Metro FM is a nationwide FM radio network broadcasting from İstanbul.

It is one of the first privately founded radio stations in Turkey and the first foreign music station. Broadcasting Pop Music in other languages than Turkish, Metro FM can be listened to via terrestrial broadcast, Turksat 2A Satellite, BlackBerry and iPhone applications.

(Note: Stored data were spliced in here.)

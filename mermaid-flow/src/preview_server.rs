//! Browser-based preview panels.
//!
//! [`BrowserPresenter`] runs a small local `axum` server. Each presented
//! [`PreviewSession`] gets its own page at `/sessions/{id}/`; the page posts
//! panel commands to `/sessions/{id}/command` and reports its closing to
//! `/sessions/{id}/close`, which drops the session. When enabled, each page
//! is also handed to the system browser.

use async_trait::async_trait;
use axum::extract::{Path, State};
use axum::http::StatusCode;
use axum::response::{Html, IntoResponse, Response};
use axum::routing::{get, post};
use axum::{Json, Router};
use mermaid_flow_core::contract::{Clipboard, Notifier, PanelHandle, Presenter, SaveDialog};
use mermaid_flow_core::error::{CommandError, PresentError};
use mermaid_flow_core::preview::{render_page, CommandOutcome, PanelCommand, PreviewSession};
use serde_json::json;
use std::collections::HashMap;
use std::net::SocketAddr;
use std::process::Stdio;
use std::sync::{Arc, Mutex};
use tokio::sync::Notify;
use uuid::Uuid;

/// Shared by the presenter and the HTTP handlers.
pub struct PreviewState {
    sessions: Mutex<HashMap<Uuid, PreviewSession>>,
    all_closed: Notify,
    dialog: Arc<dyn SaveDialog>,
    clipboard: Arc<dyn Clipboard>,
    notifier: Arc<dyn Notifier>,
}

impl PreviewState {
    pub fn new(
        dialog: Arc<dyn SaveDialog>,
        clipboard: Arc<dyn Clipboard>,
        notifier: Arc<dyn Notifier>,
    ) -> Arc<Self> {
        Arc::new(Self {
            sessions: Mutex::new(HashMap::new()),
            all_closed: Notify::new(),
            dialog,
            clipboard,
            notifier,
        })
    }

    fn lock_sessions(&self) -> std::sync::MutexGuard<'_, HashMap<Uuid, PreviewSession>> {
        self.sessions
            .lock()
            .unwrap_or_else(|poisoned| poisoned.into_inner())
    }

    pub fn insert(&self, session: PreviewSession) {
        self.lock_sessions().insert(session.id(), session);
    }

    pub fn get(&self, id: &Uuid) -> Option<PreviewSession> {
        self.lock_sessions().get(id).cloned()
    }

    /// Drop a session; wakes [`BrowserPresenter::wait_until_closed`] when none remain.
    pub fn close(&self, id: &Uuid) -> bool {
        let mut sessions = self.lock_sessions();
        let removed = sessions.remove(id).is_some();
        if removed && sessions.is_empty() {
            self.all_closed.notify_waiters();
        }
        removed
    }

    pub fn open_sessions(&self) -> usize {
        self.lock_sessions().len()
    }
}

/// Routes for session pages and the panel protocol.
pub fn router(state: Arc<PreviewState>) -> Router {
    Router::new()
        .route("/sessions/{id}/", get(page))
        .route("/sessions/{id}/command", post(command))
        .route("/sessions/{id}/close", post(close))
        .with_state(state)
}

async fn page(State(state): State<Arc<PreviewState>>, Path(id): Path<Uuid>) -> Response {
    match state.get(&id) {
        Some(session) => Html(render_page(&session)).into_response(),
        None => (StatusCode::NOT_FOUND, "preview closed").into_response(),
    }
}

async fn command(
    State(state): State<Arc<PreviewState>>,
    Path(id): Path<Uuid>,
    body: String,
) -> Response {
    let command = match PanelCommand::parse(&body) {
        Ok(command) => command,
        Err(e) => {
            let kind = match &e {
                CommandError::Unknown(_) => "unknown_command",
                CommandError::Malformed(_) => "malformed",
            };
            tracing::warn!(session = %id, error = %e, "Rejected panel message");
            return (
                StatusCode::BAD_REQUEST,
                Json(json!({ "error": kind, "message": e.to_string() })),
            )
                .into_response();
        }
    };

    let Some(session) = state.get(&id) else {
        return (StatusCode::NOT_FOUND, Json(json!({ "error": "no_session" }))).into_response();
    };

    let outcome = session
        .handle(
            command,
            state.dialog.as_ref(),
            state.clipboard.as_ref(),
            state.notifier.as_ref(),
        )
        .await;
    let body = match outcome {
        CommandOutcome::Saved(path) => json!({ "outcome": "saved", "path": path }),
        CommandOutcome::Copied => json!({ "outcome": "copied" }),
        CommandOutcome::Cancelled => json!({ "outcome": "cancelled" }),
        CommandOutcome::Failed(e) => json!({ "outcome": "failed", "message": e.to_string() }),
    };
    (StatusCode::OK, Json(body)).into_response()
}

async fn close(State(state): State<Arc<PreviewState>>, Path(id): Path<Uuid>) -> StatusCode {
    if state.close(&id) {
        tracing::info!(session = %id, "Preview panel closed");
        StatusCode::NO_CONTENT
    } else {
        StatusCode::NOT_FOUND
    }
}

/// Opens one browser page per presented session.
pub struct BrowserPresenter {
    state: Arc<PreviewState>,
    addr: SocketAddr,
    launch_browser: bool,
}

impl BrowserPresenter {
    /// Bind `127.0.0.1:port` and start serving in the background.
    pub async fn bind(port: u16, state: Arc<PreviewState>) -> std::io::Result<Self> {
        let listener = tokio::net::TcpListener::bind(("127.0.0.1", port)).await?;
        let addr = listener.local_addr()?;
        let app = router(state.clone());
        tokio::spawn(async move {
            if let Err(err) = axum::serve(listener, app).await {
                tracing::error!(error = %err, "Preview server stopped");
            }
        });
        tracing::info!(%addr, "Preview server listening");
        Ok(Self {
            state,
            addr,
            launch_browser: false,
        })
    }

    /// Also open each presented page in the system browser.
    pub fn launching_browser(mut self, launch: bool) -> Self {
        self.launch_browser = launch;
        self
    }

    pub fn base_url(&self) -> String {
        format!("http://{}", self.addr)
    }

    pub fn state(&self) -> &Arc<PreviewState> {
        &self.state
    }

    /// Resolves once every presented session has been closed.
    pub async fn wait_until_closed(&self) {
        loop {
            let notified = self.state.all_closed.notified();
            if self.state.open_sessions() == 0 {
                return;
            }
            notified.await;
        }
    }
}

#[async_trait]
impl Presenter for BrowserPresenter {
    async fn present(&self, session: PreviewSession) -> Result<PanelHandle, PresentError> {
        let session_id = session.id();
        let location = format!("{}/sessions/{}/", self.base_url(), session_id);
        self.state.insert(session);
        tracing::info!(session = %session_id, location = %location, "Presented preview session");
        let opened = self.launch_browser && open_in_browser(&location);
        let message = if opened {
            format!("Mermaid preview opened at {location}")
        } else {
            format!("Mermaid preview ready at {location}")
        };
        self.state.notifier.info(&message);
        Ok(PanelHandle {
            session_id,
            location,
        })
    }
}

/// Platform opener and its leading arguments.
fn opener() -> (&'static str, &'static [&'static str]) {
    if cfg!(target_os = "macos") {
        ("open", &[])
    } else if cfg!(target_os = "windows") {
        ("cmd", &["/C", "start", ""])
    } else {
        ("xdg-open", &[])
    }
}

/// Hands `location` to the system browser. `false` if the opener could not be started;
/// the caller still reports the address.
fn open_in_browser(location: &str) -> bool {
    let (program, args) = opener();
    match tokio::process::Command::new(program)
        .args(args)
        .arg(location)
        .stdin(Stdio::null())
        .stdout(Stdio::null())
        .stderr(Stdio::null())
        .spawn()
    {
        Ok(_) => {
            tracing::info!(program, location, "Launched browser");
            true
        }
        Err(e) => {
            tracing::warn!(error = ?e, program, "Could not launch browser");
            false
        }
    }
}
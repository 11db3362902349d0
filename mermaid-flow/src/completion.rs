#![doc = "Completion client for the CLI: implements the core `CompletionClient` trait against an OpenAI-compatible chat-completions endpoint."]
//
//! # Completion Integration (CLI <-> Core)
//!
//! [`OpenAiClient`] issues exactly one `POST {base}/chat/completions` per
//! [`DiagramRequest`], authenticated with a bearer key. The base URL comes
//! from the request and falls back to [`DEFAULT_BASE_URL`].
//!
//! - No retry and no timeout: a hung endpoint blocks the generation.
//! - Non-2xx replies become [`CompletionError::Endpoint`] with the body text.
//! - A reply without choices or content is `CompletionResult { content: None }`.

use async_trait::async_trait;
use mermaid_flow_core::contract::{CompletionClient, CompletionResult, DiagramRequest};
use mermaid_flow_core::error::CompletionError;
use serde::Deserialize;

/// Endpoint used when no base URL is configured.
pub const DEFAULT_BASE_URL: &str = "https://api.openai.com/v1";

#[derive(Debug, Deserialize)]
struct ChatCompletionResponse {
    #[serde(default)]
    choices: Vec<Choice>,
}

#[derive(Debug, Deserialize)]
struct Choice {
    #[serde(default)]
    message: Option<ResponseMessage>,
}

#[derive(Debug, Deserialize)]
struct ResponseMessage {
    #[serde(default)]
    content: Option<String>,
}

pub struct OpenAiClient {
    http: reqwest::Client,
}

impl OpenAiClient {
    pub fn new() -> Self {
        Self {
            http: reqwest::Client::new(),
        }
    }
}

impl Default for OpenAiClient {
    fn default() -> Self {
        Self::new()
    }
}

/// `{base}/chat/completions`, tolerating a trailing slash on `base`.
pub fn completions_url(base: Option<&str>) -> String {
    let base = base.unwrap_or(DEFAULT_BASE_URL).trim_end_matches('/');
    format!("{base}/chat/completions")
}

/// First choice's message content, if any.
pub fn first_choice_content(body: &str) -> Result<Option<String>, CompletionError> {
    let parsed: ChatCompletionResponse =
        serde_json::from_str(body).map_err(|e| CompletionError::Decode(e.to_string()))?;
    Ok(parsed
        .choices
        .into_iter()
        .next()
        .and_then(|choice| choice.message)
        .and_then(|message| message.content))
}

#[async_trait]
impl CompletionClient for OpenAiClient {
    async fn complete(&self, request: &DiagramRequest) -> Result<CompletionResult, CompletionError> {
        let url = completions_url(request.endpoint_base_url.as_deref());
        let body = request.to_body();
        tracing::info!(
            url = %url,
            model = %body.model,
            temperature = ?body.temperature,
            prompt_len = body.messages.iter().map(|m| m.content.len()).sum::<usize>(),
            "Sending chat completion request"
        );

        let response = self
            .http
            .post(&url)
            .bearer_auth(&request.api_key)
            .json(&body)
            .send()
            .await
            .map_err(|e| {
                tracing::error!(error = ?e, url = %url, "Completion request failed");
                CompletionError::Transport(e.to_string())
            })?;

        let status = response.status();
        let text = response.text().await.map_err(|e| {
            tracing::error!(error = ?e, "Failed to read completion response body");
            CompletionError::Transport(e.to_string())
        })?;

        if !status.is_success() {
            tracing::error!(status = status.as_u16(), body = %text, "Completion endpoint returned error");
            return Err(CompletionError::Endpoint {
                status: status.as_u16(),
                body: text,
            });
        }

        let content = first_choice_content(&text)?;
        tracing::info!(
            content_len = content.as_ref().map(String::len),
            "Received chat completion"
        );
        Ok(CompletionResult { content })
    }
}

Founded by the private Uzan Group, Metro FM remained one of the media branches of the holding for over ten years. The station briefly stayed under government entity after the takeover of the Uzan Holding companies by government banking regulation agency TMSF. With the auction held in September 2005, Metro FM has been sold to the Canadian communication group Canwest for a sum of US$22,850,000. Failing its operations in Turkey as a result of the 2007 global recession, Canwest has sold Metro FM along with its sister stations Süper FM, Joy FM and Joy Türk to Spectrum Medya, one of the domestic investment fund Actera Group’s companies. The name of the company has been changed to Karnaval Media.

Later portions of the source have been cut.